JAKARTA RAYA – Sejumlah masyarakat menggugat menggugat KPU RI Rp7 Triliun ke Pengadilan Negeri Jakarta Pusat, Senin, (30/10/2023). Gugatan tersebut berkaitan dengan KPU RI yang menerima pendaftaran salah satu pasangan Capres Cawapres yang diduga telah melanggar Peraturan KPU (PKPU).
“Alasan mengajukan gugatan yaitu karena KPU RI menerima pendaftaran salah satu bacawapres yang diduga bertentangan dengan Peraturan KPU,” tulis dalam keterangan warga tersebut yang dikutip, Senin (30/10/2023).

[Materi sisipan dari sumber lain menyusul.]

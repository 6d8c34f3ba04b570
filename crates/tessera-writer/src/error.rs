//! Writer error types

use std::path::PathBuf;
use std::time::Duration;

use tessera_format::ContainerError;
use thiserror::Error;

/// Result type for writer operations
pub type Result<T> = std::result::Result<T, WriterError>;

/// Errors raised while opening, writing or closing a period file
#[derive(Debug, Error)]
pub enum WriterError {
    /// Target file exists; files are never appended to
    #[error("file already exists: {0}")]
    FileExists(PathBuf),

    /// Configuration rejected by validation
    #[error("invalid configuration: {0}")]
    InvalidConfig(String),

    /// No positive chunk length fits the period at this sample period
    #[error(
        "sample rate too low: sample period {sample_period:?} yields {total_length} samples per file period {file_period:?}"
    )]
    SampleRateTooLow {
        /// Period covered by the file
        file_period: Duration,
        /// Period between samples
        sample_period: Duration,
        /// Resulting element count
        total_length: u64,
    },

    /// Period or sample period that cannot describe a file
    #[error("invalid period: {0}")]
    InvalidPeriod(String),

    /// Write offset is not a whole number of sample periods
    #[error("offset {offset:?} is not a multiple of the sample period {sample_period:?}")]
    InvalidOffset {
        /// Offset within the file period
        offset: Duration,
        /// Sample period of the session
        sample_period: Duration,
    },

    /// Write would land outside the dataset
    #[error("write to {dataset} at {offset}..{end} exceeds dataset length {length}")]
    OutOfBounds {
        /// Dataset path
        dataset: String,
        /// First element written
        offset: u64,
        /// One past the last element written
        end: u64,
        /// Dataset length
        length: u64,
    },

    /// Request targets a dataset not declared at open
    #[error("unknown dataset: {0}")]
    UnknownDataset(String),

    /// Request or catalog item inconsistent with the session
    #[error("invalid request: {0}")]
    InvalidRequest(String),

    /// Two entities map to the same group or dataset name
    #[error("duplicate name '{name}' in {scope}")]
    DuplicateName {
        /// Where the collision happened
        scope: String,
        /// Colliding name
        name: String,
    },

    /// Write or close on a session that is not open
    #[error("file session is not open")]
    NotOpen,

    /// Open called on a session that was already used
    #[error("file session was already opened")]
    AlreadyOpened,

    /// Operation observed cancellation
    #[error("operation canceled")]
    Canceled,

    /// Property bag could not be serialized
    #[error("serialization error: {0}")]
    Serialization(#[from] serde_json::Error),

    /// Storage backend failure
    #[error("container error: {0}")]
    Container(#[from] ContainerError),

    /// HDF5 library failure
    #[cfg(feature = "hdf5")]
    #[error("HDF5 error: {0}")]
    Hdf5(#[from] hdf5::Error),

    /// I/O error
    #[error("I/O error: {0}")]
    Io(#[from] std::io::Error),

    /// Blocking task panicked or was aborted
    #[error("background task failed: {0}")]
    TaskFailed(String),
}

impl WriterError {
    /// Whether the error is a cancellation rather than a failure
    pub fn is_canceled(&self) -> bool {
        matches!(self, Self::Canceled)
    }
}

impl From<tokio::task::JoinError> for WriterError {
    fn from(err: tokio::task::JoinError) -> Self {
        Self::TaskFailed(err.to_string())
    }
}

Pengacara penggugat, Sunan Kalijaga membenarkan gugatan tersebut. “Ada 3 orang yang akan menggugat,” ucapnya.
ADVERTISEMENT
SCROLL TO RESUME CONTENT
Ketua Divisi Teknis KPU RI, Idham Holik mengatakan bahwa dirinya baru mendapatkan informasi tersebut. Sehingga, Idham enggan mengomentarinya. “Saya baru tahu lewat broadcast message yang beredar messenger,” katanya.
Gugatan ini bermula ketika KPU RI menerima pendaftaran Subianto dan Ganjar Pranowo sebagai pasangan Capres Cawapres Prabowo Subianto dan Gibran Rakabuming Raka.
Pendaftaran itu diduga telah melanggar PKPU nomor 19 tahun 2023 tentang pencalonan peserta Pemilu Presiden dan Wakil Presiden. Dalam PKPU disebut bahwa batas usia Capres dan Cawapres 40 tahun.
Sejumlah pihak pun mengajukan uji materiil soal batas usia Capres dan Cawapres 40 tahun. Petitumnya bervariasi, mulai dari minimal 22 sampai 35 tahun.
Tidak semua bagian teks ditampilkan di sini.